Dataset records
=== Section Start ===

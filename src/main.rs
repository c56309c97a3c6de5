use anyhow::Context;
use log::{error, info};
use std::io;
use std::path::{Path, PathBuf};
use wordle_buddy::cli::{CliInterface, Command, PlayArgs, SolveArgs, display_solve_results, parse_cli};
use wordle_buddy::logging::{self, LOG_FILE_NAME, default_log_path};
use wordle_buddy::storage::{FileStore, MemoryStore, SessionStore, default_data_dir};
use wordle_buddy::tui::TuiInterface;
use wordle_buddy::wordbank::{WordList, embedded_wordbank, load_wordbank_from_file};
use wordle_buddy::{Game, game_loop};

fn main() -> anyhow::Result<()> {
    let cli = parse_cli();
    let data_dir = cli.data_dir.clone().or_else(default_data_dir);

    let log_path = cli
        .log_file
        .clone()
        .or_else(|| data_dir.as_ref().map(|dir| dir.join(LOG_FILE_NAME)))
        .or_else(default_log_path);
    if let Some(path) = &log_path {
        if let Err(e) = logging::init(path) {
            eprintln!("Logging disabled, could not open '{}': {e}", path.display());
        }
    }
    info!("wordle-buddy {} starting", env!("CARGO_PKG_VERSION"));

    let words = load_words(cli.wordbank_path.as_deref());

    match cli.selected_command() {
        Command::Play(args) => run_play(words, data_dir, &args),
        Command::Solve(args) => run_solve(&words, &args),
    }
}

/// A word list that fails to load leaves the game idle instead of aborting.
fn load_words(path: Option<&Path>) -> WordList {
    match path {
        Some(path) => load_wordbank_from_file(path).unwrap_or_else(|e| {
            error!("Failed to load word list: {e}");
            eprintln!("Failed to load word list from '{}': {e}", path.display());
            WordList::default()
        }),
        None => embedded_wordbank(),
    }
}

fn run_play(words: WordList, data_dir: Option<PathBuf>, args: &PlayArgs) -> anyhow::Result<()> {
    let store: Box<dyn SessionStore> = match data_dir {
        Some(dir) if !args.no_save => Box::new(FileStore::new(dir)),
        _ => Box::new(MemoryStore::new()),
    };
    let mut game = Game::new(words, store, rand::rng());

    if args.plain {
        let stdin = io::stdin();
        let mut interface = CliInterface::new(stdin.lock());
        game_loop(&mut game, &mut interface);
    } else {
        let mut interface = TuiInterface::new().context("failed to set up the terminal")?;
        game_loop(&mut game, &mut interface);
        interface
            .cleanup()
            .context("failed to restore the terminal")?;
    }
    info!("wordle-buddy exiting");
    Ok(())
}

fn run_solve(words: &WordList, args: &SolveArgs) -> anyhow::Result<()> {
    let constraints = args.to_constraints()?;
    let matches = constraints.filter(words);
    info!("Solver matched {} words", matches.len());
    display_solve_results(&constraints.criteria(), &matches);
    Ok(())
}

=== Section End ===

# How to complete this task
Go through the data and return each line where the word "info" appears.

# Written answer
use log::{error, info};
    info!("wordle-buddy {} starting", env!("CARGO_PKG_VERSION"));
    info!("wordle-buddy exiting");
    info!("Solver matched {} words", matches.len());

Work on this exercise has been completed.